My Heroin Recovery (Monday, 22 October 2007)
Day 332/3 – “Feelings”


It is Day 3. I woke up this morning and predictably felt like a train ran over me. My parents were amazing in helping me through this, even though they should still be mad. It was my first day back at work today after a weekend in bed. It didn’t go to badly considering how I felt yesterday. I am glad that I was kept busy, keeping my mind off everything that was going on around me.

I am fighting the craving of heroin. Every second my mind gets to gather thoughts it thinks about it. That part is scary because I know that I can’t be watched 24/7 and that means sooner or later a tremendous big decision will lie in my path and I will either be strong or will fail terribly. Right now… I don’t have any guarantees.

I have started posting the entries from this weekend and many people replied with comments and e-mails. I thank you for still following, supporting and giving advice. It is nice to see so many familiar names, faces and identities but I feel ashamed to be writing about the same subject again, a topic we all thought would never feature ever again. But your views have always been a key instrument in me getting better, so please never be hesitant to tell me what you feel.

Right now, what I feel is regret that this started again and that it lasted as long as it did. I feel humiliation at the controls and methods that make me a prisoner of my own actions again. I feel scared to do this and angry that I have to.
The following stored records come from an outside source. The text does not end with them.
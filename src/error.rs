pub type Result<T> = std::result::Result<T, Error>;

#[derive(Debug, thiserror::Error)]
pub enum Error {
    #[error("invalid PNG: {0}")]
    InvalidFormat(&'static str),

    #[error("no header chunk found")]
    MissingHeader,

    #[error("chunk {} not found", String::from_utf8_lossy(.0))]
    ChunkNotFound([u8; 4]),

    #[error("corrupt trailer: {0}")]
    CorruptTrailer(&'static str),

    #[error("invalid dimension spec: {0}")]
    InvalidArguments(&'static str),

    #[error("trailer is not valid UTF-8")]
    EncodingError(#[from] std::string::FromUtf8Error),
}
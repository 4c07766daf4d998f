use std::io::Write;

use anyhow::{bail, Context};
use png_splice::{
    append_trailer, extract_trailer_text, iter_chunks, patch_dimensions_confirmed,
    query_dimensions, DimensionSpec,
};

fn main() -> anyhow::Result<()> {
    let mut args: Vec<String> = std::env::args().skip(1).collect();
    let verbose = args.first().map(|a| a == "-v").unwrap_or(false);
    if verbose {
        args.remove(0);
    }
    let verbosity = if verbose {
        log::LevelFilter::Info
    } else {
        log::LevelFilter::Error
    };
    pretty_env_logger::formatted_builder()
        .filter_level(verbosity)
        .init();

    let Some(command) = args.first() else {
        print_usage();
        return Ok(());
    };
    match command.as_str() {
        "insert" => insert(&args[1..]),
        "extract" => extract(&args[1..]),
        "resize" => resize(&args[1..]),
        "info" => info(&args[1..]),
        other => {
            print_usage();
            bail!("unknown command: {other}");
        }
    }
}

fn print_usage() {
    println!("png-splice [-v] <command>");
    println!("  insert <input> <output> <text...>   append text after the terminal chunk");
    println!("  extract <input>                     read appended text back out");
    println!("  resize <input> <output> [--width N] [--height N] [--scale F] [--lock] [--yes]");
    println!("                                      rewrite header dimensions (metadata only)");
    println!("  info <input>                        dimensions and chunk layout as JSON");
}

fn insert(args: &[String]) -> anyhow::Result<()> {
    if args.len() < 3 {
        bail!("usage: png-splice insert <input> <output> <text...>");
    }
    let (input, output) = (&args[0], &args[1]);
    let text = args[2..].join(" ");
    let source = read(input)?;
    let stashed = append_trailer(&source, text.as_bytes())?;
    std::fs::write(output, &stashed).with_context(|| format!("failed to write {output}"))?;
    println!("inserted {} bytes into {output}", text.len());
    Ok(())
}

fn extract(args: &[String]) -> anyhow::Result<()> {
    if args.len() != 1 {
        bail!("usage: png-splice extract <input>");
    }
    let source = read(&args[0])?;
    match extract_trailer_text(&source)? {
        Some(text) => println!("{text}"),
        None => println!("no data after the terminal chunk"),
    }
    Ok(())
}

fn resize(args: &[String]) -> anyhow::Result<()> {
    if args.len() < 2 {
        bail!("usage: png-splice resize <input> <output> [--width N] [--height N] [--scale F] [--lock] [--yes]");
    }
    let (input, output) = (&args[0], &args[1]);
    let mut spec = DimensionSpec::default();
    let mut assume_yes = false;
    let mut rest = args[2..].iter();
    while let Some(flag) = rest.next() {
        match flag.as_str() {
            "--width" => spec.width = Some(flag_value(rest.next(), "--width")?),
            "--height" => spec.height = Some(flag_value(rest.next(), "--height")?),
            "--scale" => spec.scale = Some(flag_value(rest.next(), "--scale")?),
            "--lock" => spec.keep_aspect = true,
            "--yes" => assume_yes = true,
            other => bail!("unknown flag: {other}"),
        }
    }

    let source = read(input)?;
    let patched = patch_dimensions_confirmed(&source, &spec, |current, target| {
        assume_yes || confirm_stretch(current, target)
    })?;
    match patched {
        Some(buf) => {
            std::fs::write(output, &buf).with_context(|| format!("failed to write {output}"))?;
            println!("wrote {output}");
        }
        None => println!("cancelled, {output} not written"),
    }
    Ok(())
}

fn confirm_stretch(current: (u32, u32), target: (u32, u32)) -> bool {
    println!(
        "this rewrites the header only; pixel data stays {}x{} and will display stretched to {}x{}",
        current.0, current.1, target.0, target.1
    );
    print!("continue? [y/N] ");
    let _ = std::io::stdout().flush();
    let mut line = String::new();
    if std::io::stdin().read_line(&mut line).is_err() {
        return false;
    }
    matches!(line.trim(), "y" | "Y" | "yes")
}

fn info(args: &[String]) -> anyhow::Result<()> {
    if args.len() != 1 {
        bail!("usage: png-splice info <input>");
    }
    let input = &args[0];
    let source = read(input)?;
    let (width, height) = query_dimensions(&source)?;
    let chunks: Vec<_> = iter_chunks(&source)?
        .map(|chunk| {
            serde_json::json!({
                "type": String::from_utf8_lossy(&chunk.type_tag),
                "offset": chunk.start(),
                "data_length": chunk.data_length,
            })
        })
        .collect();
    let report = serde_json::json!({
        "file": input,
        "width": width,
        "height": height,
        "chunks": chunks,
    });
    println!("{report}");
    Ok(())
}

fn read(path: &str) -> anyhow::Result<Vec<u8>> {
    let bytes = std::fs::read(path).with_context(|| format!("failed to read {path}"))?;
    log::info!("read {} bytes from {path}", bytes.len());
    Ok(bytes)
}

fn flag_value<T: std::str::FromStr>(value: Option<&String>, flag: &str) -> anyhow::Result<T> {
    value
        .with_context(|| format!("{flag} needs a value"))?
        .parse()
        .map_err(|_| anyhow::anyhow!("{flag} needs a numeric value"))
}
I am trying to keep strong so I’ll settle for having that today… strength… just for today!

1 comments:

FireHorse said...
on

Have you considered going to rehab? You have nothing to lose Tristan apart from your life if you continue to use heroin. It can be scary and daunting but it is safe. It will give you time between you and your last shot.

Why don't you post immediately after writing something? Why is everything planned? Just curious.